# TASK GOAL
Where the string "super" occurs in a line of the entries below, copy that line.

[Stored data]
▶

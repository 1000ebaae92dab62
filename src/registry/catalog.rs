//! Tool registry
//!
//! Immutable catalog of categories and tools with lookup by id. The builtin
//! registry is built once per process and shared read-only.

use std::collections::HashSet;
use std::sync::OnceLock;

use crate::error::{OsintError, Result};

use super::builtin;
use super::tool::{Category, Tool};

static BUILTIN: OnceLock<Registry> = OnceLock::new();

/// Ordered catalog of categories; category ids and tool ids are unique
#[derive(Debug, Clone)]
pub struct Registry {
    categories: Vec<Category>,
}

impl Registry {
    /// The process-wide builtin registry
    pub fn builtin() -> &'static Registry {
        BUILTIN.get_or_init(|| Registry {
            categories: builtin::categories(),
        })
    }

    /// Build a registry, rejecting duplicate category or tool ids
    pub fn from_categories(categories: Vec<Category>) -> Result<Self> {
        Self::check_unique(&categories)?;
        Ok(Self { categories })
    }

    fn check_unique(categories: &[Category]) -> Result<()> {
        let mut category_ids = HashSet::new();
        let mut tool_ids = HashSet::new();

        for category in categories {
            if !category_ids.insert(category.id.as_str()) {
                return Err(OsintError::Config(format!(
                    "Duplicate category id '{}'",
                    category.id
                )));
            }
            for tool in &category.tools {
                if !tool_ids.insert(tool.id.as_str()) {
                    return Err(OsintError::Config(format!(
                        "Duplicate tool id '{}' in category '{}'",
                        tool.id, category.id
                    )));
                }
            }
        }

        Ok(())
    }

    /// Get a tool by category and tool id
    pub fn lookup(&self, category_id: &str, tool_id: &str) -> Result<&Tool> {
        self.category(category_id)
            .and_then(|c| c.tool(tool_id))
            .ok_or_else(|| OsintError::NotFound {
                category: category_id.to_string(),
                tool: tool_id.to_string(),
            })
    }

    /// Get a tool by id alone; ids are unique across categories
    pub fn find(&self, tool_id: &str) -> Option<&Tool> {
        self.tools().find(|t| t.id == tool_id)
    }

    /// Get the category owning a tool
    pub fn category_of(&self, tool_id: &str) -> Option<&Category> {
        self.categories.iter().find(|c| c.tool(tool_id).is_some())
    }

    pub fn category(&self, category_id: &str) -> Option<&Category> {
        self.categories.iter().find(|c| c.id == category_id)
    }

    /// All categories in menu order
    pub fn categories(&self) -> &[Category] {
        &self.categories
    }

    /// All tools, category by category
    pub fn tools(&self) -> impl Iterator<Item = &Tool> {
        self.categories.iter().flat_map(|c| c.tools.iter())
    }

    pub fn tool_ids(&self) -> Vec<&str> {
        self.tools().map(|t| t.id.as_str()).collect()
    }

    /// Check if a tool exists
    pub fn contains(&self, tool_id: &str) -> bool {
        self.find(tool_id).is_some()
    }

    /// Get number of tools
    pub fn len(&self) -> usize {
        self.tools().count()
    }

    pub fn is_empty(&self) -> bool {
        self.len() == 0
    }
}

◀

# WRITTEN RESPONSE
use super::builtin;
use super::tool::{Category, Tool};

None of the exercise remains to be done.